▸ **What the task requires**
Across the whole listing, state how many lines include "sender". Add nothing to that number.

▸ **Records for the exercise**
* * * * *

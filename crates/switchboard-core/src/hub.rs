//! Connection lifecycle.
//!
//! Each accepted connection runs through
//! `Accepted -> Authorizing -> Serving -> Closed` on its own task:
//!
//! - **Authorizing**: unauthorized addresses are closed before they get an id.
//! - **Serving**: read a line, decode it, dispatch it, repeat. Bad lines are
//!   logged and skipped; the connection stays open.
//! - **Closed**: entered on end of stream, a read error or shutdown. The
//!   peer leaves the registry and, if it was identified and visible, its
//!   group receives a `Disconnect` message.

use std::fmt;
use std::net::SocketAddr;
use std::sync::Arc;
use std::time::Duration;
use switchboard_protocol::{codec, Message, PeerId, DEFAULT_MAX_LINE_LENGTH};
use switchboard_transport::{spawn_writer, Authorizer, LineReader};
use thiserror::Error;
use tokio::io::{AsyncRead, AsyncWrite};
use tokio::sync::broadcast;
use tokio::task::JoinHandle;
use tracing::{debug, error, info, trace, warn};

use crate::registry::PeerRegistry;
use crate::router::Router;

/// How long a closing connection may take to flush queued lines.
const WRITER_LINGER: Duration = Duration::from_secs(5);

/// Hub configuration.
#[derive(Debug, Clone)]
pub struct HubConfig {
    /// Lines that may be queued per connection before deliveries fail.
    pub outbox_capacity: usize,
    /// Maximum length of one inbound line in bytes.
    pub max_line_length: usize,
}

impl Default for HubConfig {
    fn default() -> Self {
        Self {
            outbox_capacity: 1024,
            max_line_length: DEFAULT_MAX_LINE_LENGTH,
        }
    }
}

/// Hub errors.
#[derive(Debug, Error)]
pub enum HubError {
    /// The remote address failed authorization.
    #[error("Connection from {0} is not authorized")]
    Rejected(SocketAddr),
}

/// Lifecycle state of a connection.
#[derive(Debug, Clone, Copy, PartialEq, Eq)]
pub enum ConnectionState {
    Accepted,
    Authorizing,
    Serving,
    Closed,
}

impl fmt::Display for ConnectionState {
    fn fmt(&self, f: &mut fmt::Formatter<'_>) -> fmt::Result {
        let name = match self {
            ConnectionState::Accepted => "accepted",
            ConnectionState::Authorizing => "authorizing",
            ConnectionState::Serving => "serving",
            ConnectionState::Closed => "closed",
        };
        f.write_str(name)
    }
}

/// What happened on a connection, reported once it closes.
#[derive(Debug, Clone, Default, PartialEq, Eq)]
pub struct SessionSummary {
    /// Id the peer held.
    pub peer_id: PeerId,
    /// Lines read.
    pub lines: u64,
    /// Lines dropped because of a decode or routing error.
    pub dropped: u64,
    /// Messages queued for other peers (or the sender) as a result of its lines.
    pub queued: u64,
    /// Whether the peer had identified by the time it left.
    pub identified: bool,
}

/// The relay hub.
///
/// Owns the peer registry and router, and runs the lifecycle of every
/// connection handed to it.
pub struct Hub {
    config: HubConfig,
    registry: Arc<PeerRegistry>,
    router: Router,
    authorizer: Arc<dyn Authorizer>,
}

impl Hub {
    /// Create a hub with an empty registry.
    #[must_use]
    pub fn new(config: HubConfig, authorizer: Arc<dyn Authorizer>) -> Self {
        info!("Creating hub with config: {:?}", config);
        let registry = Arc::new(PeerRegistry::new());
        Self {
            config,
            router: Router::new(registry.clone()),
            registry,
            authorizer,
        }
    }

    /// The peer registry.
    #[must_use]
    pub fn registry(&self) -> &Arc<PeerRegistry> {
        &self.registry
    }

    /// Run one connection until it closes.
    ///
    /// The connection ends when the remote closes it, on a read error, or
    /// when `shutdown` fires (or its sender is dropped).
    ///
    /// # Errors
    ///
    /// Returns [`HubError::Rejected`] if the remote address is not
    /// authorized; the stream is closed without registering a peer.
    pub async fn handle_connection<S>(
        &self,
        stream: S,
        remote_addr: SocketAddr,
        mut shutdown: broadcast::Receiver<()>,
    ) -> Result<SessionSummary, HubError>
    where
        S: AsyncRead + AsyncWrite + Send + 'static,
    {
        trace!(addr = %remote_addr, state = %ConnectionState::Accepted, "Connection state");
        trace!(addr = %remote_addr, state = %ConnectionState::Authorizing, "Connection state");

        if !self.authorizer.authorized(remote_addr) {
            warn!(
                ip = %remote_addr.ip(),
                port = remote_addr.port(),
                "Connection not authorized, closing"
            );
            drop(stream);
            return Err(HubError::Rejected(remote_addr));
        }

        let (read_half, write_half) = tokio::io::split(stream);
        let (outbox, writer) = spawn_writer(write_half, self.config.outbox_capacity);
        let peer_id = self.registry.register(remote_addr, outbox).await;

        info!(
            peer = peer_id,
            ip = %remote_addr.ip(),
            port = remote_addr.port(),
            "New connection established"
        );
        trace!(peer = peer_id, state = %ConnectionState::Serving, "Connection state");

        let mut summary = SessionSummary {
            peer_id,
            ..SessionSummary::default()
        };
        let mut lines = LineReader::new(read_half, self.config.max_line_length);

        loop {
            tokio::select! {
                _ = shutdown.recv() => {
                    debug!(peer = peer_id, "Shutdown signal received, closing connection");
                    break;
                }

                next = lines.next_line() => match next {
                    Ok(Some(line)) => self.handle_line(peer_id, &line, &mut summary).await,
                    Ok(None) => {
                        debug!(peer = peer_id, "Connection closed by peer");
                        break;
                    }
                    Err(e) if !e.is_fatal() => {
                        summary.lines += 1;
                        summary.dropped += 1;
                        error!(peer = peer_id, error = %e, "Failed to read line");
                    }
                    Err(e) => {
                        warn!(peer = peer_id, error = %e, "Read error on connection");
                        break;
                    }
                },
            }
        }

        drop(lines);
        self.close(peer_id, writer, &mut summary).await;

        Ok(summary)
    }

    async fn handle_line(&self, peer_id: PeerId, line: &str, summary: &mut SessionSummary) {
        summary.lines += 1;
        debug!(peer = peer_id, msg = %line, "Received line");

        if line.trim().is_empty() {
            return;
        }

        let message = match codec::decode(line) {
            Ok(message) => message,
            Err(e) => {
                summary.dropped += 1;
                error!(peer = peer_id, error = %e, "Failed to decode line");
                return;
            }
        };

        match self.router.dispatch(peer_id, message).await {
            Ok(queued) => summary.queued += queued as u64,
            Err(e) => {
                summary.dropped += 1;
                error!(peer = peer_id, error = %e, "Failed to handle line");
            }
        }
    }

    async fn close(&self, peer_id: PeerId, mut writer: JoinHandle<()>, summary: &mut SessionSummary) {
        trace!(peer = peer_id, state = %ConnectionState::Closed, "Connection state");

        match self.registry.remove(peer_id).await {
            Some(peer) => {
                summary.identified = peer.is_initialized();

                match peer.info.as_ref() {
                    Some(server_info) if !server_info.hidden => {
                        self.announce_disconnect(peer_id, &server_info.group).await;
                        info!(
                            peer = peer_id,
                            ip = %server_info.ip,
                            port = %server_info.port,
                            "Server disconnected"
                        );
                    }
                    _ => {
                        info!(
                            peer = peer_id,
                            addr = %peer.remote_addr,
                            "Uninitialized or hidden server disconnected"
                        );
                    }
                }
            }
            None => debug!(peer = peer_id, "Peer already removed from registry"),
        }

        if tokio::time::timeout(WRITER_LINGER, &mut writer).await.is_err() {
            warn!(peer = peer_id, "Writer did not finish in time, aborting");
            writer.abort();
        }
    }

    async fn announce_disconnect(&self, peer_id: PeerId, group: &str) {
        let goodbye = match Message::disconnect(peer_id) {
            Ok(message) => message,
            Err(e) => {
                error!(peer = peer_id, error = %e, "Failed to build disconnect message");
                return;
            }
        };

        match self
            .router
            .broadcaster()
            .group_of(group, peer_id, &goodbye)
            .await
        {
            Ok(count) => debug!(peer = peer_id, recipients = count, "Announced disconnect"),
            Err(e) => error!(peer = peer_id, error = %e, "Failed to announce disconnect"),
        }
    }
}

* * * * *

▸ **Solution to this task**
2